Two lines below mark the span: the one containing "Subsidy trend artifacts" and the one containing "pub const SUMMARY_FILE: &str". Set down both, plus every line between, exactly as they stand, and nothing else.
━━ Records for this exercise
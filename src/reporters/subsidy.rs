//! Subsidy trend artifacts
//!
//! Two tables and a narrative summary rendered from one engine run.

use super::{fmt_count, fmt_fixed, fmt_opt, fmt_thousands, ArtifactWriter};
use crate::detectors::{EngineConfig, EngineReport};
use crate::models::{BaselineDeviation, GrowthAnomaly, DISCLAIMER};
use anyhow::Result;
use std::collections::BTreeMap;

pub const GROWTH_FILE: &str = "subsidy-growth-anomalies.csv";
pub const BASELINE_FILE: &str = "budget-vs-actual-outliers.csv";
pub const SUMMARY_FILE: &str = "subsidy-trends-summary.md";

const TOP_N: usize = 10;

/// Names of the key columns for a key arity
///
/// The standard three-part key maps to budget, regulation and instrument;
/// other arities get numbered columns.
pub fn key_headers(arity: usize) -> Vec<String> {
    if arity == 3 {
        vec!["budget_name".into(), "regeling".into(), "instrument".into()]
    } else {
        (1..=arity).map(|i| format!("key_{}", i)).collect()
    }
}

pub fn growth_headers(arity: usize) -> Vec<String> {
    let mut headers = key_headers(arity);
    headers.extend(
        [
            "year",
            "amount_k",
            "prev_amount_k",
            "yoy_growth_pct",
            "abs_change_k",
            "z_score",
            "series_mean_growth_pct",
            "series_std_growth_pct",
            "n_years",
        ]
        .map(String::from),
    );
    headers
}

pub fn baseline_headers(arity: usize) -> Vec<String> {
    let mut headers = key_headers(arity);
    headers.extend(
        [
            "year",
            "amount_k",
            "baseline_k",
            "deviation_pct",
            "deviation_direction",
            "n_years",
        ]
        .map(String::from),
    );
    headers
}

pub fn growth_rows(anomalies: &[GrowthAnomaly]) -> Vec<Vec<String>> {
    anomalies
        .iter()
        .map(|a| {
            let mut row = a.key.parts().to_vec();
            row.extend([
                a.year.to_string(),
                fmt_fixed(a.amount, 0),
                fmt_fixed(a.prev_amount, 0),
                fmt_opt(a.growth_pct(), 1),
                fmt_fixed(a.abs_change, 0),
                fmt_fixed(a.z_score, 2),
                fmt_fixed(a.series_mean_growth * 100.0, 1),
                fmt_fixed(a.series_std_growth * 100.0, 1),
                a.n_years.to_string(),
            ]);
            row
        })
        .collect()
}

pub fn baseline_rows(deviations: &[BaselineDeviation]) -> Vec<Vec<String>> {
    deviations
        .iter()
        .map(|d| {
            let mut row = d.key.parts().to_vec();
            row.extend([
                d.year.to_string(),
                fmt_fixed(d.amount, 0),
                fmt_fixed(d.baseline, 0),
                fmt_fixed(d.deviation_pct(), 1),
                d.direction.to_string(),
                d.n_years.to_string(),
            ]);
            row
        })
        .collect()
}

/// Everything the narrative summary reports on
pub struct SubsidySummary<'a> {
    pub rows_loaded: usize,
    pub rows_skipped: usize,
    pub key_columns: &'a [String],
    pub yearly_totals: &'a BTreeMap<i32, f64>,
    pub config: &'a EngineConfig,
    pub report: &'a EngineReport,
}

pub fn render_subsidy_summary(summary: &SubsidySummary<'_>) -> String {
    let mut md = String::new();
    md.push_str(&render_header());
    md.push('\n');
    md.push_str(&render_overview(summary));
    md.push('\n');
    md.push_str(&render_methodology(summary));
    md.push('\n');
    md.push_str(&render_results(summary));
    md.push('\n');
    md.push_str(&render_limitations());
    md
}

fn render_header() -> String {
    format!(
        r#"# Subsidy Trend Analysis

> **Disclaimer:** {}
"#,
        DISCLAIMER
    )
}

fn render_overview(summary: &SubsidySummary<'_>) -> String {
    let years = match (
        summary.yearly_totals.keys().next(),
        summary.yearly_totals.keys().next_back(),
    ) {
        (Some(first), Some(last)) => format!("{}-{}", first, last),
        _ => "none".to_string(),
    };

    let mut md = format!(
        r#"## Overview

- **Rows loaded:** {}
- **Rows skipped (unparseable year or amount):** {}
- **Years covered:** {}
- **Total unique series** ({}): {}
- **Series with >= {} years of data** (analyzed): {}

### Aggregate spending by year

| Year | Total | YoY Change |
|------|-------|------------|
"#,
        fmt_count(summary.rows_loaded),
        fmt_count(summary.rows_skipped),
        years,
        summary.key_columns.join(" x "),
        fmt_count(summary.report.series_total),
        summary.config.min_years,
        fmt_count(summary.report.series_analyzed),
    );

    let mut prev: Option<f64> = None;
    for (year, total) in summary.yearly_totals {
        let change = match prev {
            Some(p) if p != 0.0 => format!("{:+.1}%", (total - p) / p * 100.0),
            _ => "n/a".to_string(),
        };
        md.push_str(&format!(
            "| {} | {} | {} |\n",
            year,
            fmt_thousands(*total),
            change
        ));
        prev = Some(*total);
    }
    md
}

fn render_methodology(summary: &SubsidySummary<'_>) -> String {
    let config = summary.config;
    format!(
        r#"## Methodology

### Data preparation

Amounts are summed per series key and year before analysis. Each series is
then reindexed to a contiguous year range, with missing years counted as zero.

### Growth anomaly detection

For each series with >= {min_years} observed years:
1. Compute year-over-year growth where the previous year is positive
2. Calculate the series-level mean and population standard deviation of growth
3. Flag any year where the growth z-score reaches +/-{z}

Anomalies are relative to each series' own history, not a global benchmark.

### Budget-vs-actual baseline deviation

The dataset contains actual disbursements only, so a budget baseline is
approximated by the **{window}-year trailing mean** of preceding amounts. Years
deviating more than **{dev}%** from this baseline are flagged. Baselines below
{min_baseline} are not judged.
"#,
        min_years = config.min_years,
        z = config.z_threshold,
        window = config.rolling_window,
        dev = fmt_fixed(config.deviation_threshold * 100.0, 0),
        min_baseline = fmt_thousands(config.min_baseline),
    )
}

fn render_results(summary: &SubsidySummary<'_>) -> String {
    let report = summary.report;
    let config = summary.config;

    let mut md = format!(
        r#"## Results

### Growth anomalies

**{} anomalous series-years detected** (|z| >= {}).

Top signals by absolute z-score:

"#,
        fmt_count(report.growth_anomalies.len()),
        config.z_threshold
    );
    if report.growth_anomalies.is_empty() {
        md.push_str("No growth anomalies detected.\n");
    }
    for a in report.growth_anomalies.iter().take(TOP_N) {
        md.push_str(&format!(
            "- **{}**: {}, {}% YoY change (z={}, amount: {})\n",
            a.key,
            a.year,
            fmt_opt(a.growth_pct(), 1),
            fmt_fixed(a.z_score, 2),
            fmt_thousands(a.amount)
        ));
    }

    md.push_str(&format!(
        r#"
### Budget-vs-actual baseline deviations

**{} outlier series-years detected** (> {}% deviation from rolling baseline).

Top signals by absolute deviation:

"#,
        fmt_count(report.baseline_deviations.len()),
        fmt_fixed(config.deviation_threshold * 100.0, 0)
    ));
    if report.baseline_deviations.is_empty() {
        md.push_str("No baseline deviations detected.\n");
    }
    for d in report.baseline_deviations.iter().take(TOP_N) {
        md.push_str(&format!(
            "- **{}**: {}, {}% {} baseline (actual: {}, baseline: {})\n",
            d.key,
            d.year,
            fmt_fixed(d.deviation_pct(), 1),
            d.direction,
            fmt_thousands(d.amount),
            fmt_thousands(d.baseline)
        ));
    }
    md
}

fn render_limitations() -> String {
    r#"## Limitations

1. **Changes in granularity:** Years reported at different levels of aggregation can
   produce apparent growth that reflects reporting rather than spending.
2. **No budget data:** The baseline is a rolling mean of past actuals, not a
   planned allocation.
3. **Anonymized recipients:** Entity-level follow-up is limited where recipients
   are anonymized.
4. **Units:** Amounts are reported in the unit of the source column.
5. **Zero-base growth:** Years following a zero amount have no growth rate and are
   left out of the growth statistics.
"#
    .to_string()
}

/// Write both tables and the summary, in a fixed order
pub fn write_subsidy(writer: &mut ArtifactWriter, summary: &SubsidySummary<'_>) -> Result<()> {
    let arity = summary.key_columns.len();

    let headers = growth_headers(arity);
    let headers: Vec<&str> = headers.iter().map(String::as_str).collect();
    writer.write_csv(
        GROWTH_FILE,
        &headers,
        growth_rows(&summary.report.growth_anomalies),
    )?;

    let headers = baseline_headers(arity);
    let headers: Vec<&str> = headers.iter().map(String::as_str).collect();
    writer.write_csv(
        BASELINE_FILE,
        &headers,
        baseline_rows(&summary.report.baseline_deviations),
    )?;

    writer.write_text(SUMMARY_FILE, &render_subsidy_summary(summary))?;
    Ok(())
}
━━━━
Answer to the problem –
//! Subsidy trend artifacts
//!
//! Two tables and a narrative summary rendered from one engine run.

use super::{fmt_count, fmt_fixed, fmt_opt, fmt_thousands, ArtifactWriter};
use crate::detectors::{EngineConfig, EngineReport};
use crate::models::{BaselineDeviation, GrowthAnomaly, DISCLAIMER};
use anyhow::Result;
use std::collections::BTreeMap;

pub const GROWTH_FILE: &str = "subsidy-growth-anomalies.csv";
pub const BASELINE_FILE: &str = "budget-vs-actual-outliers.csv";
pub const SUMMARY_FILE: &str = "subsidy-trends-summary.md";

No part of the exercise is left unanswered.